Hi, I submitted the below 2 letters for my employment reference. But my skill assessment case officer is still looking for a statutory declaration/affidavit for the employment reference. I also noticed that self declared statutory declaration documents are not acceptable by the ACS.

I am not sure what more i need to do. Can any one help me understand?

1) Letter from my HR on a Company Letter head that lists my date of employment, full time work and the company where I am currently working on. This letter has been notarized by a notary public in U.S.
2) Letter from my supervisor explaining my duties and responsibilities (not on a Company Letterhead), signed by my Supervisor and this is again notarized by a notary public in U.S. 

Please help, I am running out of time for my skill assessment application,
Thanks!


----------



## pari (May 25, 2012)

Hi,
I had submitted both documents you had mentioned in Point1,Point 2.
1. Letter generated on Company letter head stating you are an Employee from this date till current and working as so n so. Most companies provide an option to generate this automatically. If you feel that your company does not agree to give you a "Proof of Employment" letter for immigration purpose, tell them it is to the Bank and get the letter.
You can submit the same to ACS.

2. You can ask any senior person to give out your roles and responsibilities. In fact, you can draft a letter and ask him to sign. Get his business card and attached with the letter.
Take a printout of this letter on a bond/ stamp paper(If your supervisor does not agree to sign on stamp paper) and get it notarized.

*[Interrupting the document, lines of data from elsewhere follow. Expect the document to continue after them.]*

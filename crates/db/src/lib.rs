use sqlx::postgres::PgPoolOptions;

pub mod memory;
pub mod models;
pub mod pg;
pub mod repositories;
pub mod store;

pub use memory::{MemoryConnectionRegistry, MemoryJobStore};
pub use pg::{PgConnectionRegistry, PgJobStore};
pub use store::{ConnectionRegistry, JobStore, StoreError};

pub type DbPool = sqlx::PgPool;

/// Create a connection pool from a database URL.
pub async fn create_pool(database_url: &str) -> Result<DbPool, sqlx::Error> {
    PgPoolOptions::new()
        .max_connections(20)
        .connect(database_url)
        .await
}

/// Round-trip a trivial query to verify the database is reachable.
pub async fn health_check(pool: &DbPool) -> Result<(), sqlx::Error> {
    sqlx::query_scalar::<_, i32>("SELECT 1").fetch_one(pool).await?;
    Ok(())
}

/// Apply pending migrations from `db/migrations`.
pub async fn run_migrations(pool: &DbPool) -> Result<(), sqlx::migrate::MigrateError> {
    sqlx::migrate!("../../db/migrations").run(pool).await
}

I have done the above and have got my ACS approved. This should work for you as well.
Do let me know if you require more info.


----------



## pjs (Jul 30, 2012)

Hi Pari,
Thanks for your response.
My supervisor is not willing to provide his business contacts(company name or designation), and providing only his personal contacts (gmail ID and home ph number) to be addressed in the letter. I am pretty sure he will not sign in a stamp paper either! I am completely lost in getting this roles and duties letter from my employer!

Moreover I am not in India, I am currently in the U.S and not sure how the affidavit works here. Does ACS go back to verify the reference with our employers?


----------



## pjs (Jul 30, 2012)

pjs said:


> Hi Pari,
> Thanks for your response.
> My supervisor is not willing to provide his business contacts(company name or designation), and providing only his personal contacts (gmail ID and home ph number) to be addressed in the letter. I am pretty sure he will not sign in a stamp paper either! I am completely lost in getting this roles and duties letter from my employer!
> 
> Moreover I am not in India, I am currently in the U.S and not sure how the affidavit works here. Does ACS go back to verify the reference with our employers?


ok, so do you mean to say, if my supervisor is not willing to sign on a stamp paper, I can get him signed on a plain letter, scan it and then print it out in a stamp paper and get the stamp paper notarized?


----------



## pari (May 25, 2012)

Yes. Don't forget to include his Business Card.


----------